“Di 2025 ini pajak royaltinya naiknya sangat signifikan,” kata Handika.
Dari semula hanya Rp750 ribu, jelas Handika, tagihan royalti kemudian naik menjadi Rp3,6 juta, dan yang terakhir menjadi Rp15 juta per room per tahun.
Sehingga, total nominal royalti yang harus manajemen Citra Dewi Karaoke bayarkan mencapai Rp960 juta, termasuk akumulasi tunggakan tahun sebelumnya.
BACA JUGA: Di Tengah Polemik Royalti, Cafe di Semarang Ini Masih Putar Lagu
Hanya saja, tak semua tempat usaha karaoke di Bandungan dianggap menunggak dan mendapat somasi. Artinya, ada pengusaha yang tak terkena tagihan royalti tersebut.
“Jadi kalau saya lihat, hanya karaoke yang tampaknya besar saja yang WAMI somasi, karena tidak semuanya mendapat teguran tersebut,” jelasnya.

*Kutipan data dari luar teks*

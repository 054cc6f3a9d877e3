//! Author subscription service.

use std::sync::Arc;

use crate::domain::entities::{SubscribedAuthor, User};
use crate::domain::repositories::{SubscriptionRepository, UserRepository};
use crate::error::AppError;
use serde_json::json;

/// Follow/unfollow semantics between users.
pub struct SubscriptionService<S: SubscriptionRepository, U: UserRepository> {
    subscriptions: Arc<S>,
    users: Arc<U>,
}

impl<S: SubscriptionRepository, U: UserRepository> SubscriptionService<S, U> {
    pub fn new(subscriptions: Arc<S>, users: Arc<U>) -> Self {
        Self {
            subscriptions,
            users,
        }
    }

    /// Subscribes `user_id` to `author_id` and returns the author.
    ///
    /// # Errors
    ///
    /// Returns [`AppError::NotFound`] for an unknown author,
    /// [`AppError::Validation`] for a self-subscription or a duplicate.
    pub async fn subscribe(&self, user_id: i64, author_id: i64) -> Result<User, AppError> {
        let author = self.find_author(author_id).await?;

        if user_id == author_id {
            return Err(AppError::bad_request(
                "Cannot subscribe to yourself",
                json!({ "author_id": author_id }),
            ));
        }

        if !self.subscriptions.add(user_id, author_id).await? {
            return Err(AppError::bad_request(
                "Already subscribed to this author",
                json!({ "author_id": author_id }),
            ));
        }

        Ok(author)
    }

    /// Removes a subscription.
    ///
    /// # Errors
    ///
    /// Returns [`AppError::NotFound`] for an unknown author and
    /// [`AppError::Validation`] when no subscription existed.
    pub async fn unsubscribe(&self, user_id: i64, author_id: i64) -> Result<(), AppError> {
        self.find_author(author_id).await?;

        if !self.subscriptions.remove(user_id, author_id).await? {
            return Err(AppError::bad_request(
                "Not subscribed to this author",
                json!({ "author_id": author_id }),
            ));
        }

        Ok(())
    }

    /// Pages through the authors `user_id` follows; returns the page and
    /// the total subscription count.
    ///
    /// # Errors
    ///
    /// Returns [`AppError::Internal`] on store failures.
    pub async fn list(
        &self,
        user_id: i64,
        limit: i64,
        offset: i64,
    ) -> Result<(Vec<SubscribedAuthor>, i64), AppError> {
        let authors = self.subscriptions.list(user_id, limit, offset).await?;
        let total = self.subscriptions.count(user_id).await?;

        Ok((authors, total))
    }

    async fn find_author(&self, author_id: i64) -> Result<User, AppError> {
        self.users.find_by_id(author_id).await?.ok_or_else(|| {
            AppError::not_found("Author not found", json!({ "author_id": author_id }))
        })
    }
}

Hal lain yang masih ia persoalkan, karaoke di Bandungan skalanya tempat hiburan di lingkup kecamatan, bukan skala nasional. Sehingga, bila besaran royaltinya mencapai Rp15 juta, maka terasa memberatkan.

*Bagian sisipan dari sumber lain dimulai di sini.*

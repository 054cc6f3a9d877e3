//! Repository trait for author subscriptions.

use crate::domain::entities::SubscribedAuthor;
use crate::error::AppError;
use async_trait::async_trait;

/// Follower/author join rows with a unique `(user, author)` constraint.
#[cfg_attr(test, mockall::automock)]
#[async_trait]
pub trait SubscriptionRepository: Send + Sync {
    /// Subscribes `user_id` to `author_id`.
    ///
    /// Returns `false` if the subscription already exists.
    ///
    /// # Errors
    ///
    /// Returns [`AppError::Internal`] on database errors.
    async fn add(&self, user_id: i64, author_id: i64) -> Result<bool, AppError>;

    /// Removes a subscription.
    ///
    /// Returns `false` if no matching subscription existed.
    ///
    /// # Errors
    ///
    /// Returns [`AppError::Internal`] on database errors.
    async fn remove(&self, user_id: i64, author_id: i64) -> Result<bool, AppError>;

    /// Lists the authors `user_id` follows, with their recipe counts,
    /// ordered by username.
    ///
    /// # Errors
    ///
    /// Returns [`AppError::Internal`] on database errors.
    async fn list(
        &self,
        user_id: i64,
        limit: i64,
        offset: i64,
    ) -> Result<Vec<SubscribedAuthor>, AppError>;

    /// Total number of subscriptions held by `user_id`.
    ///
    /// # Errors
    ///
    /// Returns [`AppError::Internal`] on database errors.
    async fn count(&self, user_id: i64) -> Result<i64, AppError>;
}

Ia mengungkapkan, kini banyak pengusaha mengeluhkan terkait royalti musik tersebut. Selain tempat karaoke, hotel pun jadi sasaran untuk membayar royalti pemutaran musik.

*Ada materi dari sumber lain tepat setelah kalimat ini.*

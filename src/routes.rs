//! Top-level router configuration.
//!
//! # Route Structure
//!
//! - `GET /health`                       - health check (public)
//! - `GET /sl/{token}`                   - short link redirect (public)
//! - `GET /api/recipes/{id}/get-link`    - short link for a recipe (public)
//! - `/api/*`                            - authenticated API (Bearer token)
//!
//! # Middleware
//!
//! - **Tracing** - structured request/response logging
//! - **Rate limiting** - per-IP token bucket, stricter on the API
//! - **Authentication** - Bearer token for `/api` (except get-link)
//! - **Path normalization** - trailing slash handling

use crate::api;
use crate::api::handlers::{get_link_handler, health_handler, redirect_handler};
use crate::api::middleware::{auth, rate_limit, tracing};
use crate::state::AppState;
use axum::routing::get;
use axum::{Router, middleware};
use tower::Layer;
use tower_http::normalize_path::{NormalizePath, NormalizePathLayer};

/// Constructs the application router with all routes and middleware.
pub fn app_router(state: AppState) -> NormalizePath<Router> {
    let api_router = api::routes::protected_routes()
        .route_layer(middleware::from_fn_with_state(state.clone(), auth::layer))
        .layer(rate_limit::secure_layer());

    let public = Router::new()
        .route("/sl/{token}", get(redirect_handler))
        .route("/api/recipes/{id}/get-link", get(get_link_handler))
        .layer(rate_limit::layer());

    let router = Router::new()
        .route("/health", get(health_handler))
        .merge(public)
        .nest("/api", api_router)
        .with_state(state)
        .layer(tracing::layer());

    NormalizePathLayer::trim_trailing_slash().layer(router)
}
//! Shared application state injected into handlers.

use sqlx::PgPool;
use std::sync::Arc;
use url::Url;

use crate::application::services::{
    AuthService, CollectionService, ShoppingListService, ShortLinkService, SubscriptionService,
};
use crate::infrastructure::persistence::{
    PgCartRepository, PgFavoriteRepository, PgRecipeRepository, PgShortLinkRepository,
    PgSubscriptionRepository, PgTokenRepository, PgUserRepository,
};

#[derive(Clone)]
pub struct AppState {
    pub db: Arc<PgPool>,
    /// Public origin of the service; short links and derived long URLs
    /// are built against it.
    pub base_url: Url,
    pub short_link_service: Arc<ShortLinkService<PgShortLinkRepository>>,
    pub shopping_list_service: Arc<ShoppingListService<PgCartRepository>>,
    pub cart_service: Arc<CollectionService<PgCartRepository, PgRecipeRepository>>,
    pub favorite_service: Arc<CollectionService<PgFavoriteRepository, PgRecipeRepository>>,
    pub subscription_service: Arc<SubscriptionService<PgSubscriptionRepository, PgUserRepository>>,
    pub auth_service: Arc<AuthService<PgTokenRepository>>,
}

impl AppState {
    /// Wires repositories and services around a connection pool.
    pub fn build(
        pool: Arc<PgPool>,
        base_url: Url,
        token_signing_secret: String,
        short_link_token_length: usize,
        short_link_max_attempts: usize,
    ) -> Self {
        let short_link_repo = Arc::new(PgShortLinkRepository::new(pool.clone()));
        let cart_repo = Arc::new(PgCartRepository::new(pool.clone()));
        let favorite_repo = Arc::new(PgFavoriteRepository::new(pool.clone()));
        let recipe_repo = Arc::new(PgRecipeRepository::new(pool.clone()));
        let subscription_repo = Arc::new(PgSubscriptionRepository::new(pool.clone()));
        let user_repo = Arc::new(PgUserRepository::new(pool.clone()));
        let token_repo = Arc::new(PgTokenRepository::new(pool.clone()));

        Self {
            db: pool,
            base_url,
            short_link_service: Arc::new(ShortLinkService::new(
                short_link_repo,
                short_link_token_length,
                short_link_max_attempts,
            )),
            shopping_list_service: Arc::new(ShoppingListService::new(cart_repo.clone())),
            cart_service: Arc::new(CollectionService::new(
                cart_repo,
                recipe_repo.clone(),
                "shopping cart",
            )),
            favorite_service: Arc::new(CollectionService::new(
                favorite_repo,
                recipe_repo,
                "favorites",
            )),
            subscription_service: Arc::new(SubscriptionService::new(subscription_repo, user_repo)),
            auth_service: Arc::new(AuthService::new(token_repo, token_signing_secret)),
        }
    }
}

Bahkan yang terbaru, dan sempat menjadi pembahasan di internal grup pengusaha otobus (PO) pariwisata, Lembaga Manajemen Kolektif Nasional (LMKN) juga menyasar bus pariwisata. Sebab, pemutaran lagu di dalam bus masuk kategori komersialisasi dari penjualan tiket.
“Berapa hitung-hitungannya juga belum tahu seperti apa, tetapi kewajiban membayar royalti lagu juga mengarah ke sana,” tegasnya. (*)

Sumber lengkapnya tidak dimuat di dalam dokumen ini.